Sessions and tokens. OAuth refresh, session state, anything with a TTL. Files don't expire; rows do.
Audit log. A long, append-only table of every state transition across the fleet. Cheaper to query than git log across a thousand files.
The learnings index. A searchable store of cross-project lessons, embedded for retrieval. Different shape, different access pattern, belongs in a database.

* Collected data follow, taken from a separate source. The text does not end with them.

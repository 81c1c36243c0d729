//! # Sanitizer
//!
//! Every string that originates from the collaborator API (usernames, IPs,
//! city and country names, alert descriptions, alert types...) is untrusted.
//! It reaches a rendering surface only as a [`SafeText`], and the only way to
//! build one is through [`sanitize`] or [`sanitize_opt`].

use std::fmt;

use serde::Serialize;
use serde_json::Value;

/// A string that has been HTML-escaped and can be concatenated into markup.
#[derive(Debug, Clone, Default, PartialEq, Eq, Hash, Serialize)]
#[serde(transparent)]
pub struct SafeText(String);

impl SafeText {
    /// Borrow the escaped text.
    pub fn as_str(&self) -> &str {
        &self.0
    }

    /// True when the escaped text is empty.
    pub fn is_empty(&self) -> bool {
        self.0.is_empty()
    }

    /// Returns `self`, or the given trusted literal when `self` is empty.
    ///
    /// The fallback is a compile-time constant, so it needs no escaping.
    pub fn or_placeholder(self, placeholder: &'static str) -> SafeText {
        if self.0.is_empty() {
            SafeText(placeholder.to_string())
        } else {
            self
        }
    }

    /// Replaces underscores with spaces. Escaped output never contains `_`
    /// as part of an entity, so this cannot break an escape sequence.
    pub fn humanize(&self) -> SafeText {
        SafeText(self.0.replace('_', " "))
    }

    /// Wraps a trusted literal (labels, placeholders, numbers we formatted).
    pub(crate) fn trusted(text: impl Into<String>) -> SafeText {
        SafeText(text.into())
    }
}

impl fmt::Display for SafeText {
    fn fmt(&self, f: &mut fmt::Formatter<'_>) -> fmt::Result {
        f.pad(&self.0)
    }
}

impl AsRef<str> for SafeText {
    fn as_ref(&self) -> &str {
        &self.0
    }
}

/// Escapes the five XML-significant characters of any displayable value.
pub fn sanitize<T: fmt::Display + ?Sized>(value: &T) -> SafeText {
    SafeText(escape_html(&value.to_string()))
}

/// Like [`sanitize`], mapping `None` to the empty string.
pub fn sanitize_opt<T: fmt::Display>(value: Option<&T>) -> SafeText {
    match value {
        Some(v) => sanitize(v),
        None => SafeText::default(),
    }
}

/// Sanitizes a raw JSON value: `null` is empty, strings are escaped without
/// their quotes, every other scalar or structure is stringified first.
pub fn sanitize_json(value: &Value) -> SafeText {
    match value {
        Value::Null => SafeText::default(),
        Value::String(s) => sanitize(s.as_str()),
        other => sanitize(other),
    }
}

fn escape_html(input: &str) -> String {
    let mut out = String::with_capacity(input.len());
    for c in input.chars() {
        match c {
            '&' => out.push_str("&amp;"),
            '<' => out.push_str("&lt;"),
            '>' => out.push_str("&gt;"),
            '"' => out.push_str("&quot;"),
            '\'' => out.push_str("&#39;"),
            _ => out.push(c),
        }
    }
    out
}
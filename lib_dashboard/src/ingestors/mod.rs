//! # Data Ingestors Module
//!
//! The two ways data enters the dashboard: a full concurrent poll of the REST
//! aggregates, and the live push channel that streams partial deltas.
//!
//! ## Contained Modules:
//! - **`snapshot_poll`**: one all-or-nothing poll of the thirteen aggregate
//!   endpoints, producing a `Snapshot`.
//! - **`socketio_frame`**: pure Engine.IO/Socket.IO text frame codec and the
//!   handshake URL builder.
//! - **`live_socket`**: a reconnecting websocket client for the push channel.
//!   Compiled with the `ingestors` feature.

#![forbid(unsafe_code)]
#![warn(missing_docs, rust_2018_idioms, unused_qualifications)]

/// Concurrent all-or-nothing snapshot poll.
pub mod snapshot_poll;
/// Socket.IO frame codec.
pub mod socketio_frame;
/// Websocket client for live deltas.
#[cfg(feature = "ingestors")]
pub mod live_socket;

// --- Public API Re-exports ---
pub use snapshot_poll::{join_all_or_fail, Endpoint, SnapshotFetcher};
#[cfg(feature = "ingestors")]
pub use live_socket::{LiveSocketConfig, LiveSocketIngestor};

The win wasn't "files beat databases." It was admitting that what we had been calling a task queue was actually a document store wearing a relational costume. We moved the documents to where documents live, and we kept the database for the rows that are actually rows. Four months in, no migrations, and every handoff is grep-able.

Key Takeaways

A folder of versioned markdown handoff files with frontmatter schemas replaces a Postgres-backed task queue cleanly for crew-scale agent coordination — under three levels of nesting, with no transactional or high-frequency requirements.
The shift wasn't files-beat-databases. It was admitting that what was being called a task queue was actually a document store wearing a relational costume. Move the documents to where documents live.
Schema is frontmatter; body is the briefing. Required body sections (## Context, ## Ask, ## Constraints, ## Done When) make handoffs legible to both humans and prompts. Models read prose, not relational schemas.
File-based handoffs break for: long workflows with branching dependencies (3+ levels of nesting), transactional consistency (two-phase atomic operations), and high-frequency low-context signals (heartbeats, latency samples).
Three things stayed in Postgres because they're real database workloads: sessions and tokens (TTL-bound), audit logs (append-only across the fleet), and the searchable learnings index. Files for documents, rows for rows.